La directive européenne du 7 septembre 2005 a posé un socle commun pour la reconnaissance des diplômes. Elle prévoit deux régimes distincts, un régime général de reconnaissance mutuelle et un régime de reconnaissance automatique pour certaines professions réglementées. Cette organisation facilite la circulation des professionnels entre États membres, tout en maintenant des exigences de qualité de formation.
Pour les professions médicales réglementées, comme les médecins, les infirmiers, les pharmaciens, les dentistes, les vétérinaires ou les chiropraticiens, la reconnaissance des qualifications peut être automatique lorsque la formation correspond aux standards européens. Dans ce cas, il n’est généralement pas demandé de stage d’adaptation ni d’examen supplémentaire.
En France, les diplômes médicaux obtenus dans un autre État membre de l’Union européenne sont reconnus si la formation respecte les exigences européennes. La durée minimale attendue est de six ans, avec des stages pratiques intégrés. Ce point compte beaucoup, car il conditionne ensuite l’exercice légal sur le territoire français.
En Suisse, les professions médicales concernées par des règles comparables sont les médecins, pharmaciens, dentistes, vétérinaires et chiropraticiens. Même si le pays n’appartient pas à l’Union européenne, son système de reconnaissance garde une logique proche sur plusieurs professions de santé réglementées.
Présentation des principales filières de santé en Europe
Avant de choisir un pays ou un cursus, il faut identifier la filière visée. En Europe, les études de santé prennent des formes différentes, mais certaines grandes orientations reviennent souvent. En France, on parle fréquemment du groupe MMOPK, qui rassemble cinq filières très demandées.
Panorama des filières MMOPK
Les études françaises de santé se structurent autour de Médecine, Maïeutique, Odontologie, Pharmacie et Kinésithérapie. Ces cinq filières forment le cœur du système, avec des débouchés variés allant du soin direct au suivi thérapeutique, en passant par l’accompagnement de la grossesse, la prescription ou la rééducation.
À côté de ce noyau, d’autres métiers paramédicaux et techniques sont accessibles par des formations spécifiques. C’est le cas de la diététique, de l’orthophonie ou des soins infirmiers. En Italie, ces formations sont regroupées dans les Professioni Sanitarie, qui couvrent des métiers de santé paramédicaux et techniques sur des durées souvent plus courtes.

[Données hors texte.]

//! Integration tests for the AT side of modemlink and the OBEX session.
//!
//! A simulated module sits on the far end of an in-memory duplex link.

mod common;

use std::sync::Arc;
use std::time::Duration;

use common::{fast_builder, start_modem, CONNECTION_ID};
use modemlink::obex::{ObexFrame, ObexHeader, Opcode, ResponseCode};
use modemlink::{AtErrorKind, AtEvent, Mode, ModemError};
use tokio::sync::mpsc;

#[tokio::test]
async fn test_negotiation_sequence() {
    let (module, _modem) = start_modem(fast_builder()).await;
    assert_eq!(module.commands(), vec!["ATE1", "AT+CMEE=2"]);

    let (module, _modem) = start_modem(fast_builder().numeric_errors(true)).await;
    assert_eq!(module.commands(), vec!["ATE1", "AT+CMEE=1"]);
}

#[tokio::test]
async fn test_send_strips_repeated_echo_and_ok() {
    let (module, modem) = start_modem(fast_builder()).await;
    module.script(
        "ATI",
        b"ATI\rATI\r\nModuleX\r\n\r\nOK\r\n",
        Duration::ZERO,
    );

    assert_eq!(modem.send("ATI").await.unwrap(), "ModuleX");
}

#[tokio::test]
async fn test_default_reply_multiline() {
    let (_module, modem) = start_modem(fast_builder()).await;
    let text = modem.send("ATI").await.unwrap();
    assert_eq!(text, common::IDENTITY);
}

#[tokio::test]
async fn test_cme_error_numeric_mode() {
    let (module, modem) = start_modem(fast_builder().numeric_errors(true)).await;
    module.script("AT+CPIN?", b"AT+CPIN?\r\r\n+CME ERROR: 10\r\n", Duration::ZERO);

    match modem.send("AT+CPIN?").await {
        Err(ModemError::CommandRejected { kind, code, message }) => {
            assert_eq!(kind, AtErrorKind::Cme);
            assert_eq!(code, Some(10));
            assert_eq!(message, "10");
        }
        other => panic!("expected CME rejection, got {:?}", other),
    }
}

#[tokio::test]
async fn test_cme_error_message_mode() {
    let (module, modem) = start_modem(fast_builder()).await;
    module.script(
        "AT+CPIN?",
        b"AT+CPIN?\r\r\n+CME ERROR: SIM not inserted\r\n",
        Duration::ZERO,
    );

    match modem.send("AT+CPIN?").await {
        Err(ModemError::CommandRejected { kind, code, message }) => {
            assert_eq!(kind, AtErrorKind::Cme);
            assert_eq!(code, None);
            assert_eq!(message, "SIM not inserted");
        }
        other => panic!("expected CME rejection, got {:?}", other),
    }
}

#[tokio::test]
async fn test_plain_error_and_call_progress() {
    let (module, modem) = start_modem(fast_builder()).await;
    module.script("AT+FOO", b"AT+FOO\r\r\nERROR\r\n", Duration::ZERO);
    module.script("ATD123;", b"ATD123;\r\r\nBUSY\r\n", Duration::ZERO);

    assert!(matches!(
        modem.send("AT+FOO").await,
        Err(ModemError::CommandRejected {
            kind: AtErrorKind::Error,
            ..
        })
    ));
    assert_eq!(modem.send("ATD123;").await.unwrap(), "BUSY");
    // A dial command is preceded by a plain AT probe.
    let commands = module.commands();
    assert_eq!(&commands[commands.len() - 2..], &["AT", "ATD123;"]);
}

#[tokio::test]
async fn test_late_reply_never_crosses_requests() {
    let (module, modem) = start_modem(
        fast_builder()
            .command_spacing(Duration::from_millis(100))
            .at_wait(Duration::from_millis(200), 3),
    )
    .await;
    module.script("AT+A", b"AT+A\r\r\nreply-a\r\n\r\nOK\r\n", Duration::from_millis(800));
    module.script("AT+B", b"AT+B\r\r\nreply-b\r\n\r\nOK\r\n", Duration::from_millis(200));

    assert!(matches!(
        modem.send("AT+A").await,
        Err(ModemError::ProtocolTimeout(_))
    ));
    // The reply to AT+A lands while AT+B is outstanding and must be dropped.
    assert_eq!(modem.send("AT+B").await.unwrap(), "reply-b");
}

#[tokio::test]
async fn test_send_argument_checks() {
    let (_module, modem) = start_modem(fast_builder()).await;
    assert!(modem.send("ATI").await.is_ok());
    assert!(matches!(
        modem.send("I").await,
        Err(ModemError::InvalidArgument(_))
    ));
    assert!(matches!(
        modem.send("AT+CMEE=0").await,
        Err(ModemError::InvalidArgument(_))
    ));
}

#[tokio::test]
async fn test_unsolicited_events_in_order() {
    let (module, modem) = start_modem(fast_builder()).await;
    let (tx, mut rx) = mpsc::unbounded_channel();
    let id = modem.at().add_listener(move |event: &AtEvent| {
        let _ = tx.send(event.text.clone());
    });

    module.inject(b"\r\n+CREG: 1\r\n\r\nRING\r\n");
    assert_eq!(rx.recv().await.unwrap(), "+CREG: 1");
    assert_eq!(rx.recv().await.unwrap(), "RING");

    assert!(modem.at().remove_listener(id));
}

#[tokio::test]
async fn test_event_between_replies_does_not_disturb_send() {
    let (module, modem) = start_modem(fast_builder()).await;
    module.script(
        "AT+CSQ",
        b"\r\n+CREG: 2\r\nAT+CSQ\r\r\n+CSQ: 20,99\r\n\r\nOK\r\n",
        Duration::ZERO,
    );
    let (tx, mut rx) = mpsc::unbounded_channel();
    modem.at().add_listener(move |event: &AtEvent| {
        let _ = tx.send(event.text.clone());
    });

    assert_eq!(modem.send("AT+CSQ").await.unwrap(), "+CSQ: 20,99");
    assert_eq!(rx.recv().await.unwrap(), "+CREG: 2");
}

#[tokio::test]
async fn test_obex_session_open_and_close() {
    let (module, modem) = start_modem(fast_builder()).await;
    let session = modem.obex_session();

    session.open().await.unwrap();
    assert!(session.is_open());
    assert_eq!(modem.mode(), Mode::Obex);
    assert!(module.state().obex_mode);
    assert!(matches!(
        modem.send("AT").await,
        Err(ModemError::ModeViolation(_))
    ));

    // Requests after CONNECT carry the assigned connection id.
    let response = session
        .expect(
            ObexFrame::request(Opcode::PutFinal)
                .with_header(ObexHeader::AppParameters(bytes::Bytes::from_static(&[0x32, 0x01, 0x02]))),
            &[ResponseCode::Success],
        )
        .await
        .unwrap();
    assert_eq!(
        response.app_parameters().map(|p| p.len()),
        Some(6),
        "module accepted connection id {}",
        CONNECTION_ID
    );

    session.close().await.unwrap();
    assert!(!session.is_open());
    assert_eq!(modem.mode(), Mode::At);
    assert_eq!(modem.send("AT").await.unwrap(), "");

    let commands = module.commands();
    assert!(commands.ends_with(&["ATE1".to_string(), "AT".to_string()]));
    assert_eq!(
        module.requests(),
        vec![Opcode::Connect, Opcode::PutFinal, Opcode::Disconnect]
    );
}

#[tokio::test]
async fn test_escape_rejected_in_at_mode() {
    let (_module, modem) = start_modem(fast_builder()).await;
    assert!(matches!(
        modem.at().close_mode().await,
        Err(ModemError::ModeViolation(_))
    ));
}

#[tokio::test]
async fn test_obex_timeout_reported() {
    let (module, modem) = start_modem(fast_builder().obex_wait(Duration::from_millis(50), 2)).await;
    let session = modem.obex_session();
    session.open().await.unwrap();

    // Body chunks are acknowledged after the wait budget.
    module.state().put_ack_delay = Duration::from_millis(400);
    let first = session
        .expect(
            ObexFrame::request(Opcode::Put).with_header(ObexHeader::Name("slow.bin".into())),
            &[ResponseCode::Continue],
        )
        .await;
    assert!(first.is_ok());

    let slow = session
        .expect(
            ObexFrame::request(Opcode::Put)
                .with_header(ObexHeader::Body(bytes::Bytes::from_static(b"abc"))),
            &[ResponseCode::Continue],
        )
        .await;
    assert!(matches!(slow, Err(ModemError::ProtocolTimeout(_))));
}

#[tokio::test]
async fn test_shared_session_singleton() {
    let (_module, modem) = start_modem(fast_builder()).await;
    let a = modem.obex_session();
    let b = modem.obex_session();
    assert!(Arc::ptr_eq(&a, &b));
}

#[tokio::test]
async fn test_wait_for_shutdown_on_peer_close() {
    use tokio::io::{AsyncReadExt, AsyncWriteExt};

    let (host, mut module) = tokio::io::duplex(1024);
    let module_task = tokio::spawn(async move {
        let mut buf = [0u8; 64];
        for _ in 0..2 {
            let n = module.read(&mut buf).await.unwrap();
            let mut reply = buf[..n].to_vec();
            reply.extend_from_slice(b"\r\nOK\r\n");
            module.write_all(&reply).await.unwrap();
        }
        // Dropping the stream closes the link.
    });

    let modem = fast_builder().start(host).await.unwrap();
    module_task.await.unwrap();

    let waited = tokio::time::timeout(Duration::from_secs(1), modem.wait_for_shutdown()).await;
    assert!(matches!(waited, Ok(Ok(()))));
}

#[tokio::test]
async fn test_bare_result_between_echo_and_reply_is_an_event() {
    let (module, modem) = start_modem(fast_builder()).await;
    module.script(
        "AT+CSQ",
        b"\r\nNO CARRIER\r\nAT+CSQ\r\r\n+CSQ: 20,99\r\n\r\nOK\r\n",
        Duration::ZERO,
    );
    let (tx, mut rx) = mpsc::unbounded_channel();
    modem.at().add_listener(move |event: &AtEvent| {
        let _ = tx.send(event.text.clone());
    });

    assert_eq!(modem.send("AT+CSQ").await.unwrap(), "+CSQ: 20,99");
    assert_eq!(rx.recv().await.unwrap(), "NO CARRIER");
}

#[tokio::test]
async fn test_rejected_connect_returns_to_at_mode() {
    let (module, modem) = start_modem(fast_builder()).await;
    module.state().reject_connect = Some(ResponseCode::Forbidden);
    let session = modem.obex_session();

    match session.open().await {
        Err(ModemError::ObexRejected { request, code }) => {
            assert_eq!(request, Opcode::Connect);
            assert_eq!(code, ResponseCode::Forbidden);
        }
        other => panic!("expected rejected CONNECT, got {:?}", other),
    }
    assert!(!session.is_open());
    assert_eq!(modem.mode(), Mode::At);
    assert!(!module.state().obex_mode);
    assert_eq!(modem.send("AT").await.unwrap(), "");

    // A later attempt starts over from AT mode.
    module.state().reject_connect = None;
    session.open().await.unwrap();
    assert_eq!(modem.mode(), Mode::Obex);
    assert_eq!(
        module.requests(),
        vec![Opcode::Connect, Opcode::Connect]
    );
}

Cette diversité montre qu’il n’existe pas un seul modèle européen des études de santé. Selon le pays, la filière peut être universitaire, professionnalisante, très sélective ou plus ouverte à l’entrée. Nous vous conseillons donc d’analyser la spécialité souhaitée avant d’examiner la destination.
Modalités d’admission, durée et organisation des cursus selon les pays
Les conditions d’entrée varient fortement d’un pays à l’autre. Certains systèmes reposent sur une forte sélection dès la première année, tandis que d’autres privilégient l’étude du dossier scolaire ou des critères d’admission plus souples. Cette différence explique en partie l’attrait des universités européennes pour les étudiants français.
Accès aux études
En France, l’accès à la deuxième année des filières MMOPK passe principalement par le PASS ou la LAS. À l’issue de deux semestres, l’étudiant est classé, puis orienté selon son rang, avec parfois des concours ou des épreuves complémentaires selon l’université. Le système reste sélectif et demande une préparation soutenue.
En Europe, les modalités sont souvent plus variées. En Belgique, l’entrée en première année de médecine peut se faire sur dossier et, dans certains cas, par tirage au sort. En Espagne, à Chypre et dans d’autres pays, l’admission en première année repose davantage sur le dossier que sur un concours national. Cette souplesse attire de nombreux candidats qui recherchent un cadre différent.
Dans plusieurs établissements européens, des cursus existent aussi en anglais ou en français. Cette offre linguistique élargit les possibilités pour les étudiants qui souhaitent poursuivre leurs études sans passer par les mécanismes de sélection français. En France, environ 30 universités proposent un cursus en médecine, ce qui montre aussi la concentration de l’offre nationale.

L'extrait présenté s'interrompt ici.